Nigeria is tenth largest pharma export vacation spot for India. Pharma exports to Nigeria elevated 2.65% from $573.17 million in 2020-21 to $588.34 million in 2021-22. In 2022-23, it declined 12.30% to $515.96 million or 2.03% of the full pharma exports from India, Pharmexcil knowledge exhibits.
For 9 months ended December this fiscal, exports to Nigeria had been 1.82% larger 12 months on 12 months (YoY) at $385.15 million. At $2,946.02 million ($2,758.92 million), Africa contributed to greater than 14% of the India’s pharmaceutical exports.

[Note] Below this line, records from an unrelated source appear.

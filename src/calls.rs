//! Pending calls grouped into named collections.
//!
//! Each [`PendingCall`] owns the sending half of a one-shot channel; the
//! receiving half is handed to whoever enqueued the call as a
//! [`Settlement`]. Settling marks the entry finished and completes the
//! channel exactly once. Entries stay in the collection until swept.

use std::fmt;
use std::future::Future;
use std::pin::Pin;
use std::task::{Context, Poll};
use std::time::Duration;

use tokio::sync::oneshot;
use tokio::task::{AbortHandle, JoinHandle};
use tokio_util::sync::CancellationToken;
use uuid::Uuid;

use crate::error::SettlementError;
use crate::names::CollectionName;

/// Status code carried by a superseded outcome.
pub const SUPERSEDED_CODE: u16 = 204;

/// Status text carried by a superseded outcome.
pub const SUPERSEDED_STATUS: &str = "Replacing previous call with the more recent call instead";

/// Unique identifier of a pending call.
#[derive(Debug, Clone, Copy, PartialEq, Eq, Hash)]
pub struct CallId(Uuid);

impl CallId {
    pub fn new() -> Self {
        CallId(Uuid::new_v4())
    }
}

impl Default for CallId {
    fn default() -> Self {
        Self::new()
    }
}

impl fmt::Display for CallId {
    fn fmt(&self, f: &mut fmt::Formatter<'_>) -> fmt::Result {
        self.0.fmt(f)
    }
}

/// Outcome delivered to a call that was replaced by a more recent one.
#[derive(Debug, Clone, Copy, PartialEq, Eq)]
pub struct Superseded {
    pub code: u16,
    pub status: &'static str,
}

impl Default for Superseded {
    fn default() -> Self {
        Superseded {
            code: SUPERSEDED_CODE,
            status: SUPERSEDED_STATUS,
        }
    }
}

/// How a pending call was settled.
#[derive(Debug, Clone, PartialEq, Eq)]
pub enum Outcome<T> {
    Resolved(T),
    Rejected(T),
    Superseded(Superseded),
}

impl<T> Outcome<T> {
    pub fn kind(&self) -> OutcomeKind {
        match self {
            Outcome::Resolved(_) => OutcomeKind::Resolved,
            Outcome::Rejected(_) => OutcomeKind::Rejected,
            Outcome::Superseded(_) => OutcomeKind::Superseded,
        }
    }

    pub fn is_superseded(&self) -> bool {
        matches!(self, Outcome::Superseded(_))
    }
}

#[derive(Debug, Clone, Copy, PartialEq, Eq)]
pub enum OutcomeKind {
    Resolved,
    Rejected,
    Superseded,
}

/// Which entry a settlement applies to.
#[derive(Debug, Clone, Copy, PartialEq, Eq)]
pub enum Target {
    /// The entry with this id, if it is still unfinished.
    Id(CallId),
    /// The first unfinished entry in request order.
    Oldest,
    /// The last unfinished entry in request order.
    Newest,
}

/// Abort capability of the in-flight operation behind a pending call.
pub trait Transport: Send {
    fn abort(&self);
}

impl Transport for AbortHandle {
    fn abort(&self) {
        AbortHandle::abort(self);
    }
}

impl<R: Send + 'static> Transport for JoinHandle<R> {
    fn abort(&self) {
        JoinHandle::abort(self);
    }
}

impl Transport for CancellationToken {
    fn abort(&self) {
        self.cancel();
    }
}

/// Observer side of a pending call.
///
/// Resolves once the call is settled. There is no timeout: a call that is
/// never settled stays pending until the queue itself is dropped.
#[derive(Debug)]
pub struct Settlement<T> {
    rx: oneshot::Receiver<Outcome<T>>,
}

impl<T> Settlement<T> {
    /// Take the outcome without waiting. `None` while the call is unsettled.
    ///
    /// Once an outcome has been taken the settlement reports
    /// [`SettlementError::Dropped`] on any further probe.
    pub fn try_outcome(&mut self) -> Option<Result<Outcome<T>, SettlementError>> {
        match self.rx.try_recv() {
            Ok(outcome) => Some(Ok(outcome)),
            Err(oneshot::error::TryRecvError::Empty) => None,
            Err(oneshot::error::TryRecvError::Closed) => Some(Err(SettlementError::Dropped)),
        }
    }
}

impl<T> Future for Settlement<T> {
    type Output = Result<Outcome<T>, SettlementError>;

    fn poll(mut self: Pin<&mut Self>, cx: &mut Context<'_>) -> Poll<Self::Output> {
        Pin::new(&mut self.rx)
            .poll(cx)
            .map(|result| result.map_err(|_| SettlementError::Dropped))
    }
}

/// Read-only view of a pending call.
#[derive(Debug, Clone, PartialEq, Eq)]
pub struct CallSnapshot {
    pub id: CallId,
    pub finished: bool,
    pub created_at: Duration,
    pub has_transport: bool,
    pub settled: Option<OutcomeKind>,
    /// True for the stand-in returned when a collection has nothing unresolved.
    /// Its id is never stored, so it cannot be found or settled later.
    pub detached: bool,
}

impl CallSnapshot {
    pub(crate) fn detached(created_at: Duration) -> Self {
        CallSnapshot {
            id: CallId::new(),
            finished: false,
            created_at,
            has_transport: false,
            settled: None,
            detached: true,
        }
    }
}

pub(crate) struct PendingCall<T> {
    id: CallId,
    sender: Option<oneshot::Sender<Outcome<T>>>,
    transport: Option<Box<dyn Transport>>,
    finished: bool,
    created_at: Duration,
    settled: Option<OutcomeKind>,
}

impl<T> PendingCall<T> {
    pub(crate) fn snapshot(&self) -> CallSnapshot {
        CallSnapshot {
            id: self.id,
            finished: self.finished,
            created_at: self.created_at,
            has_transport: self.transport.is_some(),
            settled: self.settled,
            detached: false,
        }
    }

    /// Finish the call with `outcome`. No-op if it already finished.
    fn settle(&mut self, outcome: Outcome<T>) -> bool {
        if self.finished {
            return false;
        }
        self.finished = true;
        self.settled = Some(outcome.kind());
        if let Some(sender) = self.sender.take() {
            // The observer may have stopped listening; the call is finished either way.
            let _ = sender.send(outcome);
        }
        true
    }
}

/// Ordered pending calls of one named collection.
pub(crate) struct CallCollection<T> {
    name: CollectionName,
    entries: Vec<PendingCall<T>>,
}

impl<T> CallCollection<T> {
    pub(crate) fn new(name: CollectionName) -> Self {
        CallCollection {
            name,
            entries: Vec::new(),
        }
    }

    pub(crate) fn len(&self) -> usize {
        self.entries.len()
    }

    pub(crate) fn enqueue(&mut self, now: Duration) -> (CallId, Settlement<T>) {
        let (sender, rx) = oneshot::channel();
        let id = CallId::new();
        self.entries.push(PendingCall {
            id,
            sender: Some(sender),
            transport: None,
            finished: false,
            created_at: now,
            settled: None,
        });
        (id, Settlement { rx })
    }

    pub(crate) fn find(&self, id: CallId) -> Option<&PendingCall<T>> {
        self.entries.iter().find(|call| call.id == id)
    }

    pub(crate) fn find_unresolved(&self, prefer_newest: bool) -> Option<&PendingCall<T>> {
        if prefer_newest {
            self.entries.iter().rev().find(|call| !call.finished)
        } else {
            self.entries.iter().find(|call| !call.finished)
        }
    }

    pub(crate) fn has_unresolved(&self) -> bool {
        self.entries.iter().any(|call| !call.finished)
    }

    /// Settle the entry picked by `target`. Returns whether anything changed.
    pub(crate) fn settle(&mut self, target: Target, outcome: Outcome<T>) -> bool {
        let index = match target {
            Target::Id(id) => self.entries.iter().position(|call| call.id == id),
            Target::Oldest => self.entries.iter().position(|call| !call.finished),
            Target::Newest => self.entries.iter().rposition(|call| !call.finished),
        };
        match index {
            Some(index) => self.entries[index].settle(outcome),
            None => false,
        }
    }

    /// Attach the abort capability of an in-flight operation to an unfinished entry.
    pub(crate) fn attach_transport(&mut self, id: CallId, transport: Box<dyn Transport>) -> bool {
        match self.entries.iter_mut().find(|call| call.id == id && !call.finished) {
            Some(call) => {
                call.transport = Some(transport);
                true
            }
            None => false,
        }
    }

    /// Abort and supersede every unfinished entry except `skip`.
    ///
    /// Returns the number of entries superseded.
    pub(crate) fn abort_all(&mut self, skip: Option<CallId>) -> usize {
        let mut superseded = 0;
        for call in self
            .entries
            .iter_mut()
            .filter(|call| !call.finished && Some(call.id) != skip)
        {
            if let Some(transport) = &call.transport {
                transport.abort();
            }
            call.settle(Outcome::Superseded(Superseded::default()));
            log::debug!("Call {} in '{}' superseded", call.id, self.name);
            superseded += 1;
        }
        superseded
    }

    /// Drop every finished entry. Returns the number removed.
    pub(crate) fn sweep(&mut self) -> usize {
        let before = self.entries.len();
        self.entries.retain(|call| !call.finished);
        before - self.entries.len()
    }
}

Pharmexcil Director General Ravi Uday Bhaskar stated the brand new Nigerian regulation is certain to have implications for exporters not complying with the requirement.
The high quality of APIs utilized in FPPs straight impacts security, efficacy, high quality, regulatory compliance, consistency, provide chain, repute and cost-effectiveness of pharmaceutical products, NAFDAC Director General Mojisola Christianah Adeyeye stated within the communication.
The listing of permitted APIs comprise these prequalified by WHO; with certificates of suitability to the monographs of the European Pharmacopoeia (CEP); from services licensed by stringent regulatory authorities (SRA) or WHO listed authorities (WLA); licensed by accredited high quality management laboratories; and APIs and FPPs sourced from services licensed by PIC/S collaborating authorities. It has been determined to just accept solely these functions for product registrations which are supported by APIs or FPPs sourced from permitted sources.
All excipients for use within the manufacture of FPPs have to be of pharmacopoeia grade and have to be from an ISO-9001:2015 or EXCiPACT-certified facility, the regulator stated.